Personal information
- Born: Edvin Sigizmundovich Ozolin Эдвин Сигизмундович Озолин 12 February 1939 (age 87) Leningrad, Russian SFSR, Soviet Union
- Height: 1.84 m (6 ft 0 in)
- Weight: 74 kg (163 lb)

Sport
- Sport: Athletics
- Event: Sprint
- Club: Burevestnik Leningrad SKA, Leningrad

Achievements and titles
- Personal bests: 100 m – 10.2 (1962) 200 m – 20.8 (1965)

Medal record
Men's athletics
Representing Soviet Union
Olympic Games
| Silver medal – second place | 1960 Rome | 4×100 m |
European Championships
| Silver medal – second place | 1966 Budapest | 4×100 m |
| Bronze medal – third place | 1958 Stockholm | 4×100 m |
Summer Universiade
| Gold medal – first place | 1961 Sofia | 4×100 m |
| Gold medal – first place | 1963 Porto Allegre | 200 m |
| Gold medal – first place | 1965 Budapest | 200 m |
| Silver medal – second place | 1963 Porto Allegre | 100 m |
| Silver medal – second place | 1965 Budapest | 4×100 m |

= Edvin Ozolin =

Soviet-Latvian sprinter

Edvin Sigizmundovich Ozolin (Эдвин Сигизмундович Озолин, born 12 February 1939) is a retired Soviet runner and athletics coach. He competed in various sprint events at the 1960 and 1964 Olympics and won a silver medal in the 4 × 100 m relay. He won four medals in the relay at the European championships in 1958 and 1966 and at the Summer Universiade in 1961 and 1965. Individually he won 200 m at the 1963 and 1965 Universiade.

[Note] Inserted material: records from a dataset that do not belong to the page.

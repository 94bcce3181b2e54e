//! Rendering of [`ContentQuery`] into GROQ for the hosted CMS.
//!
//! User input only ever travels as bound `$parameters`; the query text is
//! assembled from fixed fragments and the configured popularity field.

use serde_json::{Value, json};

use crate::data::content_query::{ContentQuery, SortField};
use crate::domain::query::SortOrder;

const PUBLISHED_POSTS: &str =
    r#"_type == "post" && defined(slug.current) && (!defined(status) || status == "published")"#;

const CARD_PROJECTION: &str = r#"
    _id,
    title,
    "slug": slug.current,
    publishedAt,
    "updatedAt": coalesce(updatedAt, _updatedAt),
    excerpt,
    tags,
    "mainImage": mainImage{ "url": asset->url, alt },
    "categories": categories[]->{ _id, title, "slug": slug.current },
    "author": author->{ _id, name, "slug": slug.current }"#;

pub(crate) const CATEGORIES_QUERY: &str = r#"*[_type == "category" && defined(slug.current)] | order(title asc) {
    _id,
    title,
    "slug": slug.current,
    description,
    order
}"#;

pub(crate) const SETTINGS_QUERY: &str = r#"*[_type == "blogSettings"][0] { title, description }"#;

#[derive(Debug, Clone, PartialEq)]
pub(crate) struct GroqQuery {
    pub(crate) query: String,
    pub(crate) params: Vec<(String, Value)>,
}

impl GroqQuery {
    fn new(query: String) -> Self {
        Self {
            query,
            params: Vec::new(),
        }
    }

    fn bind(mut self, name: &str, value: Value) -> Self {
        self.params.push((name.to_string(), value));
        self
    }
}

/// `{ "total": count(..), "posts": [..] }` for one page of posts.
pub(crate) fn listing(query: &ContentQuery, popularity_field: Option<&str>) -> GroqQuery {
    let mut filter = PUBLISHED_POSTS.to_string();
    if query.category_filter.is_some() {
        filter.push_str(" && $category in categories[]->slug.current");
    }
    if query.search_filter.is_some() {
        filter.push_str(
            " && (title match $search || excerpt match $search || pt::text(body) match $search)",
        );
    }

    let direction = match query.sort_direction {
        SortOrder::Asc => "asc",
        SortOrder::Desc => "desc",
    };
    let order = match (query.sort_field, popularity_field) {
        (SortField::Popularity, Some(field)) => {
            format!("coalesce({field}, 0) {direction}, publishedAt desc")
        }
        _ => format!("publishedAt {direction}"),
    };

    let mut projection = CARD_PROJECTION.to_string();
    if let Some(field) = popularity_field {
        projection.push_str(&format!(",\n    \"popularity\": {field}"));
    }

    let text = format!(
        "{{\n  \"total\": count(*[{filter}]),\n  \"posts\": *[{filter}] | order({order}) [$start...$end] {{{projection}\n  }}\n}}"
    );

    let mut groq = GroqQuery::new(text)
        .bind("start", json!(query.offset))
        .bind("end", json!(query.end()));
    if let Some(category) = &query.category_filter {
        groq = groq.bind("category", json!(category));
    }
    if let Some(search) = &query.search_filter {
        groq = groq.bind("search", json!(format!("{search}*")));
    }
    groq
}

pub(crate) fn post_by_slug(slug: &str, popularity_field: Option<&str>) -> GroqQuery {
    let mut projection = CARD_PROJECTION.to_string();
    projection.push_str(",\n    body");
    if let Some(field) = popularity_field {
        projection.push_str(&format!(",\n    \"popularity\": {field}"));
    }
    let text = format!("*[{PUBLISHED_POSTS} && slug.current == $slug][0] {{{projection}\n}}");
    GroqQuery::new(text).bind("slug", json!(slug))
}

pub(crate) fn categories() -> GroqQuery {
    GroqQuery::new(CATEGORIES_QUERY.to_string())
}

pub(crate) fn settings() -> GroqQuery {
    GroqQuery::new(SETTINGS_QUERY.to_string())
}

/// Field names are spliced into the query text, so only plain identifiers
/// and dotted paths are accepted.
pub(crate) fn is_valid_field_path(field: &str) -> bool {
    !field.is_empty()
        && field.split('.').all(|segment| {
            let mut chars = segment.chars();
            matches!(chars.next(), Some(ch) if ch.is_ascii_alphabetic() || ch == '_')
                && chars.all(|ch| ch.is_ascii_alphanumeric() || ch == '_')
        })
}
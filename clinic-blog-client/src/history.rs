//! Client-local reader state: recently read posts and liked posts.
//!
//! Both lists are stored as JSON arrays of slugs behind a [`KeyValueStore`],
//! so a browser-like local storage, a file or plain memory can back them.

use std::collections::HashMap;

use crate::error::{BlogClientError, BlogClientResult};
use crate::non_empty_slug;

/// How many recently read slugs are kept.
pub const READ_HISTORY_LIMIT: usize = 20;

const READ_HISTORY_KEY: &str = "clinic_blog.read_history";
const LIKED_POSTS_KEY: &str = "clinic_blog.liked_posts";

/// Minimal string key/value storage.
pub trait KeyValueStore {
    /// Returns the stored value, if any.
    fn get(&self, key: &str) -> BlogClientResult<Option<String>>;
    /// Stores `value` under `key`, replacing any previous value.
    fn set(&mut self, key: &str, value: &str) -> BlogClientResult<()>;
    /// Removes `key`; removing a missing key is not an error.
    fn remove(&mut self, key: &str) -> BlogClientResult<()>;
}

#[derive(Debug, Clone, Default)]
/// In-memory [`KeyValueStore`].
pub struct MemoryStore {
    entries: HashMap<String, String>,
}

impl MemoryStore {
    /// Creates an empty store.
    pub fn new() -> Self {
        Self::default()
    }
}

impl KeyValueStore for MemoryStore {
    fn get(&self, key: &str) -> BlogClientResult<Option<String>> {
        Ok(self.entries.get(key).cloned())
    }

    fn set(&mut self, key: &str, value: &str) -> BlogClientResult<()> {
        self.entries.insert(key.to_string(), value.to_string());
        Ok(())
    }

    fn remove(&mut self, key: &str) -> BlogClientResult<()> {
        self.entries.remove(key);
        Ok(())
    }
}

/// A corrupt value reads as an empty list.
fn load_slugs(store: &impl KeyValueStore, key: &str) -> BlogClientResult<Vec<String>> {
    Ok(store
        .get(key)?
        .and_then(|raw| serde_json::from_str::<Vec<String>>(&raw).ok())
        .unwrap_or_default())
}

fn save_slugs(store: &mut impl KeyValueStore, key: &str, slugs: &[String]) -> BlogClientResult<()> {
    let raw = serde_json::to_string(slugs).map_err(|err| BlogClientError::Storage(err.to_string()))?;
    store.set(key, &raw)
}

/// Most-recent-first list of read posts, capped at [`READ_HISTORY_LIMIT`].
pub struct ReadHistory<'a, S: KeyValueStore> {
    store: &'a mut S,
}

impl<'a, S: KeyValueStore> ReadHistory<'a, S> {
    /// Wraps `store`.
    pub fn new(store: &'a mut S) -> Self {
        Self { store }
    }

    /// Moves `slug` to the front, dropping the oldest entry past the cap.
    pub fn record(&mut self, slug: &str) -> BlogClientResult<()> {
        let slug = non_empty_slug(slug)?;
        let mut slugs = load_slugs(self.store, READ_HISTORY_KEY)?;
        slugs.retain(|existing| existing != slug);
        slugs.insert(0, slug.to_string());
        slugs.truncate(READ_HISTORY_LIMIT);
        save_slugs(self.store, READ_HISTORY_KEY, &slugs)
    }

    /// Read slugs, most recent first.
    pub fn recent(&self) -> BlogClientResult<Vec<String>> {
        load_slugs(self.store, READ_HISTORY_KEY)
    }

    /// Forgets every entry.
    pub fn clear(&mut self) -> BlogClientResult<()> {
        self.store.remove(READ_HISTORY_KEY)
    }
}

/// Set of liked posts, in the order they were liked.
pub struct LikedPosts<'a, S: KeyValueStore> {
    store: &'a mut S,
}

impl<'a, S: KeyValueStore> LikedPosts<'a, S> {
    /// Wraps `store`.
    pub fn new(store: &'a mut S) -> Self {
        Self { store }
    }

    /// Likes or unlikes `slug`; returns whether it is liked afterwards.
    pub fn toggle(&mut self, slug: &str) -> BlogClientResult<bool> {
        let slug = non_empty_slug(slug)?;
        let mut slugs = load_slugs(self.store, LIKED_POSTS_KEY)?;
        let liked = if let Some(index) = slugs.iter().position(|existing| existing == slug) {
            slugs.remove(index);
            false
        } else {
            slugs.push(slug.to_string());
            true
        };
        save_slugs(self.store, LIKED_POSTS_KEY, &slugs)?;
        Ok(liked)
    }

    /// Whether `slug` is liked.
    pub fn is_liked(&self, slug: &str) -> BlogClientResult<bool> {
        Ok(load_slugs(self.store, LIKED_POSTS_KEY)?
            .iter()
            .any(|existing| existing == slug.trim()))
    }

    /// Every liked slug.
    pub fn all(&self) -> BlogClientResult<Vec<String>> {
        load_slugs(self.store, LIKED_POSTS_KEY)
    }
}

Ozolin was born in Leningrad. He took up athletics in 1955 and soon became the best Soviet sprinter of the 1960s, winning 16 national titles: in the 100 m (1959–1963), 200 m (1960–1961 and 1963), 4 × 100 m relay (1957, 1961, 1965–1966, and 1968) and 200 m hurdles (1963 and 1967). Later he had a long career as a coach. In 1984–1992 he headed the Soviet sprinting and hurdling team and in 1992–2003 the Malaysian track and field team. He wrote several textbooks on sprint running.